6:44 am on May 19, 2010 (gmt 0)

WebmasterWorld Senior Member 10+ Year Member



@montclairguy I cannot see that because the SEs have already the valid pages. Invalid pages won't be indexed. So the only thing I could do is redirect the rogue bot to a new page (not in SEs yet) and see if this eventually gets indexed by SEs.

For the logs is not something the site owner publishes, what happens is the s/w many hosts have generates automatically error logs and are web accessible. Or they have some statistics exposed for errors along with referrer info.

montclairguy

10:19 pm on May 19, 2010 (gmt 0)

10+ Year Member



Jim,

They're all GETs, with cycling user agents:

69.230.63.* [19/May/2010:08:53:57 -0400] "GET /cgi-bin/our_cart.cgi?perfect_arguments_to_get_a_page HTTP/1.1" 403 2810 "-" "Mozilla/4.0 (compatible; MSIE 7.0; Windows NT 5.1)"

69.230.63.* [19/May/2010:08:56:49 -0400] "GET /cgi-bin/our_cart.cgi?perfect_arguments_to_get_a_page HTTP/1.1" 403 2810 "-" "Mozilla/4.0 (compatible; MSIE 7.0; Windows NT 5.1; .NET CLR 1.1.4322)"

69.230.63.* [19/May/2010:08:57:39 -0400] "GET /cgi-bin/our_cart.cgi?perfect_arguments_to_get_a_page HTTP/1.1" 403 2810 "-" "Mozilla/5.0 (Windows; U; Windows NT 6.0; en-US; rv:1.9.0.8) Gecko/2009032609 Firefox/3.0.8"

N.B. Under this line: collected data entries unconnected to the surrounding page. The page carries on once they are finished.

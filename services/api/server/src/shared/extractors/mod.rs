pub mod payload;
pub mod request_id;
pub mod session;
pub mod validations;
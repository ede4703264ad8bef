use axum::http::StatusCode;
use chrono::Utc;
use serde::{Deserialize, Serialize};

/// The JSON error envelope every API route answers with.
#[derive(Serialize, Deserialize, Default)]
#[serde(rename_all = "camelCase")]
pub struct MeterV1Error {
    #[serde(skip)]
    pub(crate) status_code: StatusCode,
    pub(crate) message: String,
    pub(crate) details: Vec<MeterV1Detail>,
    pub(crate) timestamp: String,
    pub(crate) request_id: String,
}

#[derive(Serialize, Deserialize, Debug, Default, Clone, PartialEq)]
pub struct MeterV1Detail {
    #[serde(skip_serializing_if = "Option::is_none")]
    pub(crate) field: Option<String>,
    #[serde(skip_serializing_if = "String::is_empty")]
    pub(crate) code: String,
    #[serde(skip_serializing_if = "String::is_empty")]
    pub(crate) message: String,
    #[serde(skip_serializing_if = "String::is_empty")]
    pub(crate) suggestion: String,
}

impl MeterV1Error {
    pub fn new(
        status_code: StatusCode,
        message: String,
        details: Vec<MeterV1Detail>,
        request_id: String,
    ) -> Self {
        Self {
            status_code,
            message,
            details,
            timestamp: Utc::now().to_rfc3339(),
            request_id,
        }
    }

    pub fn bad_request(
        message: String,
        details: Vec<MeterV1Detail>,
        request_id: String,
    ) -> Self {
        Self::new(StatusCode::BAD_REQUEST, message, details, request_id)
    }

    pub fn unauthorized(
        message: String,
        details: Vec<MeterV1Detail>,
        request_id: String,
    ) -> Self {
        Self::new(StatusCode::UNAUTHORIZED, message, details, request_id)
    }

    pub fn forbidden(
        message: String,
        details: Vec<MeterV1Detail>,
        request_id: String,
    ) -> Self {
        Self::new(StatusCode::FORBIDDEN, message, details, request_id)
    }

    pub fn not_found(
        message: String,
        details: Vec<MeterV1Detail>,
        request_id: String,
    ) -> Self {
        Self::new(StatusCode::NOT_FOUND, message, details, request_id)
    }

    pub fn internal_server_error(
        message: String,
        details: Vec<MeterV1Detail>,
        request_id: String,
    ) -> Self {
        Self::new(StatusCode::INTERNAL_SERVER_ERROR, message, details, request_id)
    }

    pub fn service_unavailable(
        message: String,
        details: Vec<MeterV1Detail>,
        request_id: String,
    ) -> Self {
        Self::new(StatusCode::SERVICE_UNAVAILABLE, message, details, request_id)
    }

    pub fn status_code(&self) -> StatusCode {
        self.status_code
    }
}

impl axum::response::IntoResponse for MeterV1Error {
    fn into_response(self) -> axum::response::Response {
        if self.status_code.is_server_error() {
            tracing::error!(error = %self, "request failed");
            sentry::Hub::with_active(|hub| hub.capture_error(&self));
        }

        (self.status_code, axum::Json(self)).into_response()
    }
}

impl std::fmt::Display for MeterV1Error {
    fn fmt(&self, f: &mut std::fmt::Formatter<'_>) -> std::fmt::Result {
        write!(
            f,
            "{} {}, {}, {}",
            self.status_code,
            self.message,
            self.request_id,
            self.details
                .iter()
                .map(|d| d.message.as_str())
                .collect::<Vec<_>>()
                .join(", ")
        )
    }
}

impl std::fmt::Debug for MeterV1Error {
    fn fmt(&self, f: &mut std::fmt::Formatter<'_>) -> std::fmt::Result {
        f.debug_struct("MeterV1Error")
            .field("status_code", &self.status_code)
            .field("message", &self.message)
            .field("details", &self.details)
            .field("timestamp", &self.timestamp)
            .field("request_id", &self.request_id)
            .finish()
    }
}

impl std::error::Error for MeterV1Error {}
pub mod audit;
pub mod meter_readings;
pub mod users;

My guess is that they're either content scrapers, or content "monitors" (Markmonitor, Cyveillence, etc.) I -really- wish I could find out who or what these things are. Reports to the abuse departments of the ISPs have gone unanswered, as I'm sure they don't consider this abuse. Looks like legitimate visits, I'm sure, in their eyes -- but they definitely are not humans browsing.

montclairguy

1:43 pm on May 20, 2010 (gmt 0)

10+ Year Member



For whatever reason, after 5(+?) years of this, the bots stopped hammering away last night around 1:00 am eastern. My logs show very minimal attempts since that time. Very odd.

montclairguy

11:41 am on May 22, 2010 (gmt 0)

10+ Year Member



After a couple of days, they're back. I must have cycled out of their rotation briefly. It's very frustrating to be unable to track these things down.

wilderness

2:45 pm on May 22, 2010 (gmt 0)

WebmasterWorld Senior Member 10+ Year Member Top Contributors Of The Month



It's very frustrating to be unable to track these things down.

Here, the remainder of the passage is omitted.